#### Work required
Exactly how many lines of the data below include the string "BackendError"? State the number and nothing more.

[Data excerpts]
-- Opening Marker --

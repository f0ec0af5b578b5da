//! The backend traits and the handles they exchange.

use std::fmt;

use bytemuck::{Pod, Zeroable};

use crate::error::BackendError;

// ── Handles ─────────────────────────────────────────────────────

/// Identifies a compiled program on one backend.
#[derive(Clone, Copy, Debug, PartialEq, Eq, Hash, PartialOrd, Ord)]
pub struct ProgramId(pub u32);

impl fmt::Display for ProgramId {
    fn fmt(&self, f: &mut fmt::Formatter<'_>) -> fmt::Result {
        write!(f, "program#{}", self.0)
    }
}

/// Identifies a device buffer on one backend.
#[derive(Clone, Copy, Debug, PartialEq, Eq, Hash, PartialOrd, Ord)]
pub struct BufferId(pub u32);

impl fmt::Display for BufferId {
    fn fmt(&self, f: &mut fmt::Formatter<'_>) -> fmt::Result {
        write!(f, "buffer#{}", self.0)
    }
}

/// What kernels may do with a buffer. The host may always read and
/// write every buffer.
#[derive(Clone, Copy, Debug, PartialEq, Eq, Hash)]
pub enum AccessMode {
    /// Kernels may only read.
    ReadOnly,
    /// Kernels may only write.
    WriteOnly,
    /// Kernels may read and write.
    ReadWrite,
}

impl AccessMode {
    /// Whether a kernel may bind this buffer to a `const` parameter.
    pub fn kernel_readable(self) -> bool {
        matches!(self, AccessMode::ReadOnly | AccessMode::ReadWrite)
    }

    /// Whether a kernel may bind this buffer to a writable parameter.
    pub fn kernel_writable(self) -> bool {
        matches!(self, AccessMode::WriteOnly | AccessMode::ReadWrite)
    }
}

impl fmt::Display for AccessMode {
    fn fmt(&self, f: &mut fmt::Formatter<'_>) -> fmt::Result {
        f.write_str(match self {
            AccessMode::ReadOnly => "read-only",
            AccessMode::WriteOnly => "write-only",
            AccessMode::ReadWrite => "read-write",
        })
    }
}

/// One positional kernel argument.
#[derive(Clone, Copy, Debug, PartialEq)]
pub enum KernelArg {
    /// A `float` scalar.
    Float(f32),
    /// A `uint` scalar.
    Uint(u32),
    /// A global buffer.
    Buffer(BufferId),
}

impl KernelArg {
    pub(crate) fn kind_name(&self) -> &'static str {
        match self {
            KernelArg::Float(_) => "float",
            KernelArg::Uint(_) => "uint",
            KernelArg::Buffer(_) => "buffer",
        }
    }
}

// ── Discovery ───────────────────────────────────────────────────

/// A compute platform as reported by discovery.
#[derive(Clone, Debug, PartialEq, Eq)]
pub struct PlatformInfo {
    /// Platform name.
    pub name: String,
    /// Vendor string.
    pub vendor: String,
    /// Version string.
    pub version: String,
}

/// A device on a platform.
#[derive(Clone, Debug, PartialEq, Eq)]
pub struct DeviceInfo {
    /// Device name.
    pub name: String,
    /// Number of parallel execution units.
    pub compute_units: usize,
}

/// Counters accumulated by a backend since it was opened.
#[derive(Clone, Copy, Debug, Default, PartialEq, Eq)]
pub struct BackendStats {
    /// Programs compiled successfully.
    pub programs: u64,
    /// Buffers allocated.
    pub buffers: u64,
    /// Kernel launches enqueued.
    pub launches: u64,
    /// Barriers issued.
    pub barriers: u64,
    /// Row bands executed by workers.
    pub bands: u64,
    /// Bytes copied host → device.
    pub bytes_written: u64,
    /// Bytes copied device → host.
    pub bytes_read: u64,
}

// ── Traits ──────────────────────────────────────────────────────

/// One opened device context with its command queue.
///
/// Launches are queued in order. A launch observes every effect of the
/// launches queued before it. [`barrier`](Self::barrier) blocks until
/// the queue is empty. [`read`](Self::read) and [`write`](Self::write)
/// are blocking and also complete all queued work first.
pub trait ComputeBackend {
    /// The device this context runs on.
    fn device(&self) -> &DeviceInfo;

    /// Build a kernel program from source.
    ///
    /// On failure returns [`BackendError::Compile`] carrying one
    /// [`CompileLog`](crate::CompileLog) per device.
    fn compile(&mut self, source: &str) -> Result<ProgramId, BackendError>;

    /// Allocate a zero-filled buffer. `byte_size` must be a non-zero
    /// multiple of 4.
    fn allocate(&mut self, byte_size: usize, access: AccessMode) -> Result<BufferId, BackendError>;

    /// Overwrite a whole buffer from host memory.
    fn write(&mut self, buffer: BufferId, data: &[u8]) -> Result<(), BackendError>;

    /// Copy a whole buffer into host memory.
    fn read(&mut self, buffer: BufferId, out: &mut [u8]) -> Result<(), BackendError>;

    /// Enqueue `entry` from `program` over a `[width, height]` index space.
    ///
    /// Arguments are checked against the kernel's declared parameters
    /// before anything is queued.
    fn launch(
        &mut self,
        program: ProgramId,
        entry: &str,
        global: [usize; 2],
        args: &[KernelArg],
    ) -> Result<(), BackendError>;

    /// Block until every queued launch has completed.
    fn barrier(&mut self) -> Result<(), BackendError>;

    /// Counters since the context was opened.
    fn stats(&self) -> BackendStats;
}

/// Discovery and context creation.
pub trait BackendProvider {
    /// Context type produced by [`open`](Self::open).
    type Backend: ComputeBackend;

    /// All platforms, in a stable order.
    fn platforms(&self) -> Vec<PlatformInfo>;

    /// Devices on `platform`, in a stable order.
    fn devices(&self, platform: usize) -> Result<Vec<DeviceInfo>, BackendError>;

    /// Open a context on one device.
    fn open(&self, platform: usize, device: usize) -> Result<Self::Backend, BackendError>;
}

/// Typed transfers over [`ComputeBackend`].
pub trait BackendExt: ComputeBackend {
    /// Overwrite a buffer from a slice of plain values.
    fn write_slice<T: Pod>(&mut self, buffer: BufferId, data: &[T]) -> Result<(), BackendError> {
        self.write(buffer, bytemuck::cast_slice(data))
    }

    /// Read a buffer back as `len` plain values.
    fn read_vec<T: Pod>(&mut self, buffer: BufferId, len: usize) -> Result<Vec<T>, BackendError> {
        let mut out = vec![<T as Zeroable>::zeroed(); len];
        self.read(buffer, bytemuck::cast_slice_mut(out.as_mut_slice()))?;
        Ok(out)
    }
}

impl<B: ComputeBackend + ?Sized> BackendExt for B {}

-- Closing Marker --

#### Exercise solution
12